El olvido que seremos. Héctor Abad Faciolince. Alfaguara. 2017. Reseña

 




    Veinte años después de que su padre, Héctor Abad Gómez, médico y activista en pro de los derechos humanos colombiano, fuera asesinado por unos sicarios en Medellín, Héctor Abad Faciolince pudo escribir, tras varios intentos fallidos, El olvido que seremos, una especie de biografía novelada con el propósito de reflejar el poder de la familia, por un lado, y el infierno de la violencia que durante cinco décadas golpeó a Colombia. Como él mismo nos explica: como niño yo quería que mi padre no se muriera nunca. Como escritor quise hacer algo igual de imposible: que mi padre resucitara. Si hay personajes ficticios -hechos de palabras- que siempre estarán vivos, ¿no es posible que una persona real siga viva si la convertimos en palabras? Eso quise hacer con mi padre muerto: convertirlo en alguien tan vivo y tan real como un personaje ficticio.

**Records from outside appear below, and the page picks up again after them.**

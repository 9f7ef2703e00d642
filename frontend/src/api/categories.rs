use super::{
    client::ApiClient,
    types::{ApiError, Category},
};

impl ApiClient {
    pub async fn list_categories(&self) -> Result<Vec<Category>, ApiError> {
        let url = self.url("/categories").await;
        self.fetch_list(self.http_client().get(&url), &["categories"])
            .await
    }

    pub async fn get_category(&self, slug: &str) -> Result<Category, ApiError> {
        let url = self.url(&format!("/categories/{}", slug)).await;
        self.fetch_item(self.http_client().get(&url), &["category"])
            .await
    }
}

#[cfg(all(test, not(target_arch = "wasm32")))]
mod host_tests {
    use super::*;
    use crate::utils::storage::MemoryStorage;
    use httpmock::prelude::*;
    use serde_json::json;
    use std::rc::Rc;

    #[tokio::test]
    async fn categories_list_and_lookup() {
        let server = MockServer::start_async().await;
        server.mock(|when, then| {
            when.method(GET).path("/api/categories");
            then.status(200).json_body(json!({
                "success": true,
                "data": [
                    {"id": 1, "name": "Politics", "nameRw": "Politiki", "slug": "politics"},
                    {"id": 2, "name": "Sports", "slug": "sports"}
                ]
            }));
        });
        server.mock(|when, then| {
            when.method(GET).path("/api/categories/sports");
            then.status(200)
                .json_body(json!({"category": {"id": 2, "name": "Sports", "slug": "sports"}}));
        });
        let api = ApiClient::new_with_base_url(server.url("/api"))
            .with_storage(Rc::new(MemoryStorage::new()));

        let all = api.list_categories().await.unwrap();
        assert_eq!(all.len(), 2);
        assert_eq!(all[0].name_rw.as_deref(), Some("Politiki"));

        let sports = api.get_category("sports").await.unwrap();
        assert_eq!(sports.id, 2);
    }
}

Además, de mi papá aprendí algo que los asesinos no saben hacer: a poner en palabras la verdad, para que esta dure más que su mentira

    A fe que lo consiguió. Haciendo bueno lo que escribió un poeta colombiano -lo que se escribe con sangre no se puede borrar- y contradiciendo lo que dijo Millán Astray -¡Viva la muerte! ¡Abajo la inteligencia!-, Faciolince venció con rotundidad el intento de los asesinos de anularles el cerebro a quienes no pensaban como ellos y aseguró el triunfo del amor a la vida, a la alegría y a la belleza. La belleza. Algo a lo que, pocos años después, cantó el gran Luis Eduardo Aute en una canción que también perdurará a lo largo de los años. Porque si algo amó el médico y activista asesinado fue eso: la belleza. La belleza de un mundo feliz, alegre, justo, sin desigualdades y con valores. Unos valores que defendió, plantando cara al poder establecido, a sus secuaces, a sus sicarios, a sus asesinos, hasta el último segundo de su vida. Una vida, unos hechos y unas enseñanzas cuya memoria consigue perpetuar su hijo en un libro no solo rebelde y conmovedor sino valiente y absolutamente necesario.

    El doctor Abad fue ante todo un humanista. Ponía a los hombres en el centro de todo cuanto hacía. En cuestiones médicas, no se centraba en la cura sino en la prevención. Practicó la medicina social, que consiste en poner el énfasis en la higiene, la salud pública, el agua potable, las vacunas, etc. Llevó a sus últimos extremos aquello de que más vale prevenir que curar, lo que le granjeó enemigos entre muchos médicos que veían en él un peligro que podía vaciar sus consultas. Ecuánime y respetuoso, fundó el periódico U-235, la organización Future for the children -junto al doctor estadounidense Saunders- y jamás negó dinero a quien se lo pidiera por verdadera necesidad. Su entrega al activismo social y a la defensa de los derechos humanos fue en realidad una mezcla de rebeldía y pasión, por un lado, y de desesperación e ingenuidad, por otro. Y en las aulas, como profesor de medicina de la universidad de Medellín, siempre lanzó más preguntas que respuestas, buscando la implicación activa de sus alumnos, quienes lo adoraban. 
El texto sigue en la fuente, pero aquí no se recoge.